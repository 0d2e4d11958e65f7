//! Docroot-backed file serving
//!
//! This module maps request paths onto files under the document root and
//! decides which document answers a request.

pub mod dispatch;
pub mod resolver;

pub use dispatch::{BodySource, Outcome, dispatch};
pub use resolver::{FileInfo, resolve};

use std::fmt;
use std::fs::Metadata;
use std::io;
use std::path::{Path, PathBuf};

use tokio::fs::File;

use crate::config::Config;
use crate::http::response::Body;

/// A response body file could not be opened. Fatal to the connection.
#[derive(Debug)]
pub struct FileOpenFailure {
    pub path: PathBuf,
    pub source: io::Error,
}

impl fmt::Display for FileOpenFailure {
    fn fmt(&self, f: &mut fmt::Formatter<'_>) -> fmt::Result {
        write!(f, "can't open file {}: {}", self.path.display(), self.source)
    }
}

impl std::error::Error for FileOpenFailure {
    fn source(&self) -> Option<&(dyn std::error::Error + 'static)> {
        Some(&self.source)
    }
}

/// Opens `path` and wraps it as a streamed body of its true length.
pub async fn open_document(path: &Path) -> Result<Body, FileOpenFailure> {
    let fail = |source| FileOpenFailure {
        path: path.to_path_buf(),
        source,
    };

    let file = File::open(path).await.map_err(fail)?;
    let len = file.metadata().await.map_err(fail)?.len();

    Ok(Body::File { file, len })
}

/// Opens a served file and checks, on the open handle, that it is the same
/// regular file the path names without following symlinks. A symlink
/// swapped in after [`resolve`] looked at the path is refused.
pub async fn open_regular_file(path: &Path) -> Result<Body, FileOpenFailure> {
    let fail = |source| FileOpenFailure {
        path: path.to_path_buf(),
        source,
    };

    let file = File::open(path).await.map_err(fail)?;
    let opened = file.metadata().await.map_err(fail)?;
    let linked = tokio::fs::symlink_metadata(path).await.map_err(fail)?;

    if !opened.is_file() || !linked.file_type().is_file() || !same_file(&opened, &linked) {
        return Err(fail(io::Error::new(
            io::ErrorKind::InvalidInput,
            "not a regular file",
        )));
    }

    Ok(Body::File {
        file,
        len: opened.len(),
    })
}

#[cfg(unix)]
fn same_file(a: &Metadata, b: &Metadata) -> bool {
    use std::os::unix::fs::MetadataExt;
    a.dev() == b.dev() && a.ino() == b.ino()
}

#[cfg(not(unix))]
fn same_file(_: &Metadata, _: &Metadata) -> bool {
    true
}

/// Opens whichever file `source` names under the configured docroot.
pub async fn open_body(source: &BodySource, cfg: &Config) -> Result<Body, FileOpenFailure> {
    match source {
        BodySource::File(path) => open_regular_file(path).await,
        BodySource::NotFoundDocument => open_document(&cfg.not_found_path()).await,
        BodySource::NotSupportedDocument => open_document(&cfg.not_supported_path()).await,
    }
}
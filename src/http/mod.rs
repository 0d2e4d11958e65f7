//! HTTP protocol implementation.
//!
//! This module implements the one-shot HTTP/1.x exchange: one request in,
//! one response out, connection closed.
//!
//! # Architecture
//!
//! - **`connection`**: Drives a single connection through its state machine
//! - **`parser`**: Reads the request line and header section from a buffered stream
//! - **`request`**: HTTP request representation
//! - **`response`**: HTTP response representation with builder pattern
//! - **`writer`**: Serializes and writes HTTP responses to the client
//!
//! # Connection State Machine
//!
//! ```text
//!        ┌─────────────┐
//!        │   Reading   │ ← Read request line and headers
//!        └──────┬──────┘
//!               │ Request parsed
//!               ▼
//!        ┌──────────────────┐
//!        │   Dispatching    │ ← Resolve path, pick status and body
//!        └──────┬───────────┘
//!               │ Body opened
//!               ▼
//!        ┌──────────────────┐
//!        │    Writing       │ ← Send head and body
//!        └──────┬───────────┘
//!               │
//!               ▼
//!             Closed
//! ```
//!
//! Any error ends the connection at the state where it occurred. Parse
//! errors and body-open failures leave the client with no bytes at all.
//!
//! # Example
//!
//! ```ignore
//! use hebottpd::http::connection::Connection;
//! use tokio::net::TcpListener;
//!
//! let listener = TcpListener::bind("127.0.0.1:18080").await?;
//! loop {
//!     let (socket, _addr) = listener.accept().await?;
//!     let cfg = cfg.clone();
//!     tokio::spawn(async move {
//!         if let Err(e) = Connection::new(socket, cfg).run().await {
//!             eprintln!("Connection error: {}", e);
//!         }
//!     });
//! }
//! ```

pub mod connection;
pub mod parser;
pub mod request;
pub mod response;
pub mod writer;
-*-
= Task to carry out =
Please reproduce each line above exactly as written.

= Solution to the problem =
repository 0d2e4d11958e65f7
//! Docroot-backed file serving
//!
//! This module maps request paths onto files under the document root and
//! decides which document answers a request.

pub mod dispatch;
pub mod resolver;

pub use dispatch::{BodySource, Outcome, dispatch};
pub use resolver::{FileInfo, resolve};

use std::fmt;
use std::fs::Metadata;
use std::io;
use std::path::{Path, PathBuf};

use tokio::fs::File;

use crate::config::Config;
use crate::http::response::Body;

/// A response body file could not be opened. Fatal to the connection.
#[derive(Debug)]
pub struct FileOpenFailure {
    pub path: PathBuf,
    pub source: io::Error,
}

impl fmt::Display for FileOpenFailure {
    fn fmt(&self, f: &mut fmt::Formatter<'_>) -> fmt::Result {
        write!(f, "can't open file {}: {}", self.path.display(), self.source)
    }
}

impl std::error::Error for FileOpenFailure {
    fn source(&self) -> Option<&(dyn std::error::Error + 'static)> {
        Some(&self.source)
    }
}

/// Opens `path` and wraps it as a streamed body of its true length.
pub async fn open_document(path: &Path) -> Result<Body, FileOpenFailure> {
    let fail = |source| FileOpenFailure {
        path: path.to_path_buf(),
        source,
    };

    let file = File::open(path).await.map_err(fail)?;
    let len = file.metadata().await.map_err(fail)?.len();

    Ok(Body::File { file, len })
}

/// Opens a served file and checks, on the open handle, that it is the same
/// regular file the path names without following symlinks. A symlink
/// swapped in after [`resolve`] looked at the path is refused.
pub async fn open_regular_file(path: &Path) -> Result<Body, FileOpenFailure> {
    let fail = |source| FileOpenFailure {
        path: path.to_path_buf(),
        source,
    };

    let file = File::open(path).await.map_err(fail)?;
    let opened = file.metadata().await.map_err(fail)?;
    let linked = tokio::fs::symlink_metadata(path).await.map_err(fail)?;

    if !opened.is_file() || !linked.file_type().is_file() || !same_file(&opened, &linked) {
        return Err(fail(io::Error::new(
            io::ErrorKind::InvalidInput,
            "not a regular file",
        )));
    }

    Ok(Body::File {
        file,
        len: opened.len(),
    })
}

#[cfg(unix)]
fn same_file(a: &Metadata, b: &Metadata) -> bool {
    use std::os::unix::fs::MetadataExt;
    a.dev() == b.dev() && a.ino() == b.ino()
}

#[cfg(not(unix))]
fn same_file(_: &Metadata, _: &Metadata) -> bool {
    true
}

/// Opens whichever file `source` names under the configured docroot.
pub async fn open_body(source: &BodySource, cfg: &Config) -> Result<Body, FileOpenFailure> {
    match source {
        BodySource::File(path) => open_regular_file(path).await,
        BodySource::NotFoundDocument => open_document(&cfg.not_found_path()).await,
        BodySource::NotSupportedDocument => open_document(&cfg.not_supported_path()).await,
    }
}
filename src/http/mod.rs
repository 0d2e4d11958e65f7
//! HTTP protocol implementation.
//!
//! This module implements the one-shot HTTP/1.x exchange: one request in,
//! one response out, connection closed.
//!
//! # Architecture
//!
//! - **`connection`**: Drives a single connection through its state machine
//! - **`parser`**: Reads the request line and header section from a buffered stream
//! - **`request`**: HTTP request representation
//! - **`response`**: HTTP response representation with builder pattern
//! - **`writer`**: Serializes and writes HTTP responses to the client
//!
//! # Connection State Machine
//!
//! ```text
//!        ┌─────────────┐
//!        │   Reading   │ ← Read request line and headers
//!        └──────┬──────┘
//!               │ Request parsed
//!               ▼
//!        ┌──────────────────┐
//!        │   Dispatching    │ ← Resolve path, pick status and body
//!        └──────┬───────────┘
//!               │ Body opened
//!               ▼
//!        ┌──────────────────┐
//!        │    Writing       │ ← Send head and body
//!        └──────┬───────────┘
//!               │
//!               ▼
//!             Closed
//! ```
//!
//! Any error ends the connection at the state where it occurred. Parse
//! errors and body-open failures leave the client with no bytes at all.
//!
//! # Example
//!
//! ```ignore
//! use hebottpd::http::connection::Connection;
//! use tokio::net::TcpListener;
//!
//! let listener = TcpListener::bind("127.0.0.1:18080").await?;
//! loop {
//!     let (socket, _addr) = listener.accept().await?;
//!     let cfg = cfg.clone();
//!     tokio::spawn(async move {
//!         if let Err(e) = Connection::new(socket, cfg).run().await {
//!             eprintln!("Connection error: {}", e);
//!         }
//!     });
//! }
//! ```

pub mod connection;
pub mod parser;
pub mod request;
pub mod response;
pub mod writer;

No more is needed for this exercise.